Laura lachte. «Und weißt du, warum dieses Hotel ein Liebesnest war? Weil du selbst ein Romantiker bist, Papà.»
Laura hatte nicht weiter insistiert. Aber in den Wochen nach diesem Gespräch hatte sie das Hotel vermessen und fotografiert, hatte Pläne gezeichnet und Präsentationen entworfen. Das Albergo würde nur weiterleben durch Laura. Und Laura war auf ihn angewiesen, auf seine Erinnerungen und auf seine Bereitschaft, sie zu teilen. Also hatte er in den Schränken und Schubladen gekramt. Er hatte die Fotos und Prospekte herausgesucht. Er hatte sich Notizen gemacht. Er hatte sogar einige Kapitel geschrieben. Aber sein anfängliches Unwohlsein hatte sich verstärkt und immer mehr in eine Furcht verwandelt, die ihn nachts nicht schlafen ließ. Seine Hände hatten begonnen zu zittern. Er war unkonzentriert geworden, ängstlich.

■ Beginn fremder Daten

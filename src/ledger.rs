//! Paged, append-only storage of per-iteration timestamps
//!
//! Samples live in fixed-capacity pages that are allocated only when the first
//! sample mapping to them is recorded, or ahead of time through
//! [`Ledger::reserve_next`]. Reporting consumes the ledger through
//! [`Ledger::into_drain`], which drops each page as soon as its last sample
//! has been handed out, so memory shrinks while the report is written.

use crate::clock::{Nanos, Timestamp};
use crate::error::{AppError, Result};
use std::collections::VecDeque;

/// Default number of samples per page
pub const DEFAULT_PAGE_CAPACITY: usize = 1024;

/// Send and receive time of one iteration
#[derive(Debug, Clone, Copy, PartialEq, Eq)]
pub struct IterationSample {
    pub send_ts: Timestamp,
    pub recv_ts: Timestamp,
}

impl IterationSample {
    pub fn latency(&self) -> Nanos {
        self.recv_ts - self.send_ts
    }
}

/// Position of a sample whose receive time has not been stamped yet
#[derive(Debug, Clone, Copy, PartialEq, Eq)]
#[must_use = "the receive time must be recorded through this handle"]
pub struct SampleHandle {
    page: usize,
    slot: usize,
}

/// Fixed-capacity run of consecutive samples
#[derive(Debug)]
struct ResultsPage {
    samples: Vec<IterationSample>,
    capacity: usize,
}

impl ResultsPage {
    fn allocate(capacity: usize) -> Result<Self> {
        let mut samples = Vec::new();
        samples.try_reserve_exact(capacity).map_err(|e| {
            AppError::allocation(format!("results page of {} samples: {}", capacity, e))
        })?;
        Ok(Self { samples, capacity })
    }

    fn is_full(&self) -> bool {
        self.samples.len() >= self.capacity
    }
}

#[derive(Debug)]
pub struct Ledger {
    pages: VecDeque<ResultsPage>,
    page_capacity: usize,
    next_index: u64,
}

impl Ledger {
    pub fn new() -> Self {
        Self {
            pages: VecDeque::new(),
            page_capacity: DEFAULT_PAGE_CAPACITY,
            next_index: 0,
        }
    }

    pub fn with_page_capacity(page_capacity: usize) -> Result<Self> {
        if page_capacity == 0 {
            return Err(AppError::validation("Page size must be greater than 0"));
        }
        Ok(Self {
            page_capacity,
            ..Self::new()
        })
    }

    /// Allocate the page the next index maps to, if it is not held yet.
    ///
    /// After this, the following `record_send` does not allocate. At most one
    /// empty page is held ahead of the samples.
    pub fn reserve_next(&mut self) -> Result<()> {
        if self.pages.back().map_or(true, ResultsPage::is_full) {
            self.pages.push_back(ResultsPage::allocate(self.page_capacity)?);
        }
        Ok(())
    }

    /// Store the send time of iteration `index`.
    ///
    /// `index` must be the next logical index; a page is allocated when it
    /// falls on a page boundary and was not reserved.
    pub fn record_send(&mut self, index: u64, at: Timestamp) -> Result<SampleHandle> {
        if index != self.next_index {
            return Err(AppError::internal(format!(
                "sample {} recorded out of order, expected {}",
                index, self.next_index
            )));
        }

        self.reserve_next()?;

        let page = self.pages.len() - 1;
        let samples = &mut self.pages[page].samples;
        samples.push(IterationSample { send_ts: at, recv_ts: at });
        self.next_index += 1;

        Ok(SampleHandle {
            page,
            slot: samples.len() - 1,
        })
    }

    /// Stamp the receive time of the iteration behind `handle`
    pub fn record_receive(&mut self, handle: SampleHandle, at: Timestamp) -> Result<()> {
        let sample = self
            .pages
            .get_mut(handle.page)
            .and_then(|page| page.samples.get_mut(handle.slot))
            .ok_or_else(|| {
                AppError::internal(format!(
                    "no sample at page {} slot {} for receive time",
                    handle.page, handle.slot
                ))
            })?;
        sample.recv_ts = at;
        Ok(())
    }

    /// Number of recorded samples
    pub fn len(&self) -> u64 {
        self.next_index
    }

    pub fn is_empty(&self) -> bool {
        self.next_index == 0
    }

    pub fn page_capacity(&self) -> usize {
        self.page_capacity
    }

    /// Pages currently allocated
    pub fn pages_held(&self) -> usize {
        self.pages.len()
    }

    /// Samples in index order, without consuming the ledger
    pub fn iter(&self) -> impl Iterator<Item = &IterationSample> + '_ {
        self.pages.iter().flat_map(|page| page.samples.iter())
    }

    /// Consume the ledger, releasing each page right after its last sample
    pub fn into_drain(self) -> Drain {
        Drain {
            pages: self.pages,
            current: None,
            index: 0,
        }
    }
}

impl Default for Ledger {
    fn default() -> Self {
        Self::new()
    }
}

/// Consuming iterator over `(index, sample)` pairs
#[derive(Debug)]
pub struct Drain {
    pages: VecDeque<ResultsPage>,
    current: Option<std::vec::IntoIter<IterationSample>>,
    index: u64,
}

impl Drain {
    /// Pages still allocated, including the one being read
    pub fn pages_held(&self) -> usize {
        self.pages.len() + usize::from(self.current.is_some())
    }
}

impl Iterator for Drain {
    type Item = (u64, IterationSample);

    fn next(&mut self) -> Option<Self::Item> {
        loop {
            if let Some(current) = self.current.as_mut() {
                if let Some(sample) = current.next() {
                    let index = self.index;
                    self.index += 1;
                    if current.len() == 0 {
                        // Last sample of this page: release it now
                        self.current = None;
                    }
                    return Some((index, sample));
                }
                self.current = None;
            }

            let page = self.pages.pop_front()?;
            self.current = Some(page.samples.into_iter());
        }
    }
}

Auf der Piazza, abends beim Bocciaspiel, hatte er einige Andeutungen zu Lauras Plänen gemacht. Zu seiner Überraschung gab es niemanden, der daran zweifelte, dass seine Tochter Erfolg haben würde. Viele hatten ihn ermuntert. Aber einige hatten auch gefragt, ob es richtig sei, in der Vergangenheit zu wühlen.
Und sie haben recht, dachte Raffaele mit einem Anflug von Panik. Es ist falsch, die Träume von gestern noch einmal zu träumen. Im Hier und Heute sollte man leben. Die Vergangenheit wirft Schatten, in denen es sehr kalt sein kann.
Rechts auf dem Schreibtisch lag Lauras Konzept.
Links lagen vergilbte Fotos und Notizen.
Zukunft und Vergangenheit.
Meravilla war ein beschauliches Nest, eine Idylle, weitab von den Orten, an denen die Mächtigen, Reichen und Schönen residierten. Aber manchmal waren die Mächtigen und Reichen und Schönen nach Meravilla gekommen. Sie hatten hier gewohnt und alles mitgebracht, was sie zu Hause umtrieb: ihre Begierden, ihre Sehnsüchte - und ihre Ängste. Wenn sie abreisten, hatten sie das alles wieder mitgenommen.
Fast alles.
Spuren davon waren zurückgeblieben, an den Möbeln, auf den Fluren des Hotels, unten am Wasser. Doch sie waren nur zu sehen, wenn man dabei gewesen war....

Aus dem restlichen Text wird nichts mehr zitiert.